==== Records supplied ====
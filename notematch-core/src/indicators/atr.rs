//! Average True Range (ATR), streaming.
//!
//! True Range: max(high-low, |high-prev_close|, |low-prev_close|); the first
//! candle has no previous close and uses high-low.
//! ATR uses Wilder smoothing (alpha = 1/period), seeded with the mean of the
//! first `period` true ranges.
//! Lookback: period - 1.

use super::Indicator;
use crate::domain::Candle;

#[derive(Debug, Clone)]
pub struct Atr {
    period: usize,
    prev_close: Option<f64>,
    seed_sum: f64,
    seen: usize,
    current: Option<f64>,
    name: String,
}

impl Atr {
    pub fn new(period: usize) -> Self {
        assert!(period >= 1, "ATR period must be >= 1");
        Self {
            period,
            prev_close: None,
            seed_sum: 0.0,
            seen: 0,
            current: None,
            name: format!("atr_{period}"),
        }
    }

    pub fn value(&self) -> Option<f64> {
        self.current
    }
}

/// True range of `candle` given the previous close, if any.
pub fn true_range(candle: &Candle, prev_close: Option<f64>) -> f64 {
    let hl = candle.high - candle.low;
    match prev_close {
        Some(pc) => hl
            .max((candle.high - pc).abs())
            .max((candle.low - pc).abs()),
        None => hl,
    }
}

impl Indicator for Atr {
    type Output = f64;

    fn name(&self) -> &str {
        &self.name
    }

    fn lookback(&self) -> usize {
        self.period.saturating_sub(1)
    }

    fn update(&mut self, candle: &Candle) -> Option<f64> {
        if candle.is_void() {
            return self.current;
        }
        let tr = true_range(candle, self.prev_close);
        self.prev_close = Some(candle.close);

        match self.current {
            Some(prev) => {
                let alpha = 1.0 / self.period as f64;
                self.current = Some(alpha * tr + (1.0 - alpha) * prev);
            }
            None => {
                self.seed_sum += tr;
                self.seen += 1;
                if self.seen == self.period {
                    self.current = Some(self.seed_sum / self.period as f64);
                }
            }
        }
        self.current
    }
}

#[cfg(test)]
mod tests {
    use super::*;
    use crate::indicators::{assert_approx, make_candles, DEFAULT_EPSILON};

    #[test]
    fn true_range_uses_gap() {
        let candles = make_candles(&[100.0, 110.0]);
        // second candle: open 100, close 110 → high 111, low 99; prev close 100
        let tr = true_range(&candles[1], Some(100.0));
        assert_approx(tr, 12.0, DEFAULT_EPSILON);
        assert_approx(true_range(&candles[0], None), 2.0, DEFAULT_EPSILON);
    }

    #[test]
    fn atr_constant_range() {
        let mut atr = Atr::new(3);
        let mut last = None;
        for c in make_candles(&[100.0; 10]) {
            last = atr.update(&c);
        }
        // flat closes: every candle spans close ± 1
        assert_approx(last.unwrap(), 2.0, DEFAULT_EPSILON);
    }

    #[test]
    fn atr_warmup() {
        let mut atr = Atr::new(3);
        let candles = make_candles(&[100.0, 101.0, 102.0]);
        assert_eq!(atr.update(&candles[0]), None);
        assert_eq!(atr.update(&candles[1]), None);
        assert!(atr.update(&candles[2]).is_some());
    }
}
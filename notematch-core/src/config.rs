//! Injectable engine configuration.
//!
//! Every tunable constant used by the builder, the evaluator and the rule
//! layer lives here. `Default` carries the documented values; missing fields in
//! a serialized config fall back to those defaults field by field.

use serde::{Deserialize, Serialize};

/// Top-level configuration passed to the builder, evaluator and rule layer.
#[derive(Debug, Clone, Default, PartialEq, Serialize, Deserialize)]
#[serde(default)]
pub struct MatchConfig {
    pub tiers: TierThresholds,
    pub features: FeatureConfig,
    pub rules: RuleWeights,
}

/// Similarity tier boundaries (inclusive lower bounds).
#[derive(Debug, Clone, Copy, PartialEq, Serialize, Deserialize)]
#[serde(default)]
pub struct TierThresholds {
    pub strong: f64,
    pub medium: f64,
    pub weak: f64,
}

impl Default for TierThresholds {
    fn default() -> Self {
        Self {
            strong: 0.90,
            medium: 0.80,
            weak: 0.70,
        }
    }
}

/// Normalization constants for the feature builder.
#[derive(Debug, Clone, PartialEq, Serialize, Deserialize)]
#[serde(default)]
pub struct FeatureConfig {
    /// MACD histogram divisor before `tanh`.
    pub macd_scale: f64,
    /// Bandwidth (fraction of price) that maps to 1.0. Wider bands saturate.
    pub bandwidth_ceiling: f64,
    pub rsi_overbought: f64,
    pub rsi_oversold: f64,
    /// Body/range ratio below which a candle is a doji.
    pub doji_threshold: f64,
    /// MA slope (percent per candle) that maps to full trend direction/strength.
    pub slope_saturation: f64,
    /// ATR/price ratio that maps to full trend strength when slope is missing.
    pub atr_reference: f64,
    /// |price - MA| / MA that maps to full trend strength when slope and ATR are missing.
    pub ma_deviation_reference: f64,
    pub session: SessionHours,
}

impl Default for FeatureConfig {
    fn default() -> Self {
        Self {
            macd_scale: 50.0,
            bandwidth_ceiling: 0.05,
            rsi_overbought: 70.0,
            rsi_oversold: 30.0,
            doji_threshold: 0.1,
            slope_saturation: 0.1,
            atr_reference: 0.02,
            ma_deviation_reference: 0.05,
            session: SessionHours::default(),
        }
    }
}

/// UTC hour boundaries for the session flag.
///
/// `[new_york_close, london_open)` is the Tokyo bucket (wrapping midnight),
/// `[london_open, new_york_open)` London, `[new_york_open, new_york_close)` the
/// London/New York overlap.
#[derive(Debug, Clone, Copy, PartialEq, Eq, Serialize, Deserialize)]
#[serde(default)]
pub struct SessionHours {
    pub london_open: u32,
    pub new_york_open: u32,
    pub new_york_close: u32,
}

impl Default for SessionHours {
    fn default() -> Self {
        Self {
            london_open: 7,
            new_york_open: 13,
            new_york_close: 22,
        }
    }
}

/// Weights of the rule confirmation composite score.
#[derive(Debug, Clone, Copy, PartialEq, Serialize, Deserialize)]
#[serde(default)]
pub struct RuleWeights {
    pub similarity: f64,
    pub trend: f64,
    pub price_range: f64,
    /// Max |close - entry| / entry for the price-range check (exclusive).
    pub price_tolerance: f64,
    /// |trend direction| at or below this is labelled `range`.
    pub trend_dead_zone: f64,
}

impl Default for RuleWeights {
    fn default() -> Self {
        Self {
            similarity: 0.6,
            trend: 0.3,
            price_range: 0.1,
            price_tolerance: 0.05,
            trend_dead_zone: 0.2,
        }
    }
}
====
> **Exercise**: Repeat the whole of the data verbatim, as it reads above.

> **Task answer**:
filename notematch-core/src/indicators/atr.rs
//! Average True Range (ATR), streaming.
//!
//! True Range: max(high-low, |high-prev_close|, |low-prev_close|); the first
//! candle has no previous close and uses high-low.
//! ATR uses Wilder smoothing (alpha = 1/period), seeded with the mean of the
//! first `period` true ranges.
//! Lookback: period - 1.

use super::Indicator;
use crate::domain::Candle;

#[derive(Debug, Clone)]
pub struct Atr {
    period: usize,
    prev_close: Option<f64>,
    seed_sum: f64,
    seen: usize,
    current: Option<f64>,
    name: String,
}

impl Atr {
    pub fn new(period: usize) -> Self {
        assert!(period >= 1, "ATR period must be >= 1");
        Self {
            period,
            prev_close: None,
            seed_sum: 0.0,
            seen: 0,
            current: None,
            name: format!("atr_{period}"),
        }
    }

    pub fn value(&self) -> Option<f64> {
        self.current
    }
}

/// True range of `candle` given the previous close, if any.
pub fn true_range(candle: &Candle, prev_close: Option<f64>) -> f64 {
    let hl = candle.high - candle.low;
    match prev_close {
        Some(pc) => hl
            .max((candle.high - pc).abs())
            .max((candle.low - pc).abs()),
        None => hl,
    }
}

impl Indicator for Atr {
    type Output = f64;

    fn name(&self) -> &str {
        &self.name
    }

    fn lookback(&self) -> usize {
        self.period.saturating_sub(1)
    }

    fn update(&mut self, candle: &Candle) -> Option<f64> {
        if candle.is_void() {
            return self.current;
        }
        let tr = true_range(candle, self.prev_close);
        self.prev_close = Some(candle.close);

        match self.current {
            Some(prev) => {
                let alpha = 1.0 / self.period as f64;
                self.current = Some(alpha * tr + (1.0 - alpha) * prev);
            }
            None => {
                self.seed_sum += tr;
                self.seen += 1;
                if self.seen == self.period {
                    self.current = Some(self.seed_sum / self.period as f64);
                }
            }
        }
        self.current
    }
}

#[cfg(test)]
mod tests {
    use super::*;
    use crate::indicators::{assert_approx, make_candles, DEFAULT_EPSILON};

    #[test]
    fn true_range_uses_gap() {
        let candles = make_candles(&[100.0, 110.0]);
        // second candle: open 100, close 110 → high 111, low 99; prev close 100
        let tr = true_range(&candles[1], Some(100.0));
        assert_approx(tr, 12.0, DEFAULT_EPSILON);
        assert_approx(true_range(&candles[0], None), 2.0, DEFAULT_EPSILON);
    }

    #[test]
    fn atr_constant_range() {
        let mut atr = Atr::new(3);
        let mut last = None;
        for c in make_candles(&[100.0; 10]) {
            last = atr.update(&c);
        }
        // flat closes: every candle spans close ± 1
        assert_approx(last.unwrap(), 2.0, DEFAULT_EPSILON);
    }

    #[test]
    fn atr_warmup() {
        let mut atr = Atr::new(3);
        let candles = make_candles(&[100.0, 101.0, 102.0]);
        assert_eq!(atr.update(&candles[0]), None);
        assert_eq!(atr.update(&candles[1]), None);
        assert!(atr.update(&candles[2]).is_some());
    }
}
filename notematch-core/src/config.rs
//! Injectable engine configuration.
//!
//! Every tunable constant used by the builder, the evaluator and the rule
//! layer lives here. `Default` carries the documented values; missing fields in
//! a serialized config fall back to those defaults field by field.

use serde::{Deserialize, Serialize};

/// Top-level configuration passed to the builder, evaluator and rule layer.
#[derive(Debug, Clone, Default, PartialEq, Serialize, Deserialize)]
#[serde(default)]
pub struct MatchConfig {
    pub tiers: TierThresholds,
    pub features: FeatureConfig,
    pub rules: RuleWeights,
}

/// Similarity tier boundaries (inclusive lower bounds).
#[derive(Debug, Clone, Copy, PartialEq, Serialize, Deserialize)]
#[serde(default)]
pub struct TierThresholds {
    pub strong: f64,
    pub medium: f64,
    pub weak: f64,
}

impl Default for TierThresholds {
    fn default() -> Self {
        Self {
            strong: 0.90,
            medium: 0.80,
            weak: 0.70,
        }
    }
}

/// Normalization constants for the feature builder.
#[derive(Debug, Clone, PartialEq, Serialize, Deserialize)]
#[serde(default)]
pub struct FeatureConfig {
    /// MACD histogram divisor before `tanh`.
    pub macd_scale: f64,
    /// Bandwidth (fraction of price) that maps to 1.0. Wider bands saturate.
    pub bandwidth_ceiling: f64,
    pub rsi_overbought: f64,
    pub rsi_oversold: f64,
    /// Body/range ratio below which a candle is a doji.
    pub doji_threshold: f64,
    /// MA slope (percent per candle) that maps to full trend direction/strength.
    pub slope_saturation: f64,
    /// ATR/price ratio that maps to full trend strength when slope is missing.
    pub atr_reference: f64,
    /// |price - MA| / MA that maps to full trend strength when slope and ATR are missing.
    pub ma_deviation_reference: f64,
    pub session: SessionHours,
}

impl Default for FeatureConfig {
    fn default() -> Self {
        Self {
            macd_scale: 50.0,
            bandwidth_ceiling: 0.05,
            rsi_overbought: 70.0,
            rsi_oversold: 30.0,
            doji_threshold: 0.1,
            slope_saturation: 0.1,
            atr_reference: 0.02,
            ma_deviation_reference: 0.05,
            session: SessionHours::default(),
        }
    }
}

/// UTC hour boundaries for the session flag.
///
/// `[new_york_close, london_open)` is the Tokyo bucket (wrapping midnight),
/// `[london_open, new_york_open)` London, `[new_york_open, new_york_close)` the
/// London/New York overlap.
#[derive(Debug, Clone, Copy, PartialEq, Eq, Serialize, Deserialize)]
#[serde(default)]
pub struct SessionHours {
    pub london_open: u32,
    pub new_york_open: u32,
    pub new_york_close: u32,
}

impl Default for SessionHours {
    fn default() -> Self {
        Self {
            london_open: 7,
            new_york_open: 13,
            new_york_close: 22,
        }
    }
}

/// Weights of the rule confirmation composite score.
#[derive(Debug, Clone, Copy, PartialEq, Serialize, Deserialize)]
#[serde(default)]
pub struct RuleWeights {
    pub similarity: f64,
    pub trend: f64,
    pub price_range: f64,
    /// Max |close - entry| / entry for the price-range check (exclusive).
    pub price_tolerance: f64,
    /// |trend direction| at or below this is labelled `range`.
    pub trend_dead_zone: f64,
}

impl Default for RuleWeights {
    fn default() -> Self {
        Self {
            similarity: 0.6,
            trend: 0.3,
            price_range: 0.1,
            price_tolerance: 0.05,
            trend_dead_zone: 0.2,
        }
    }
}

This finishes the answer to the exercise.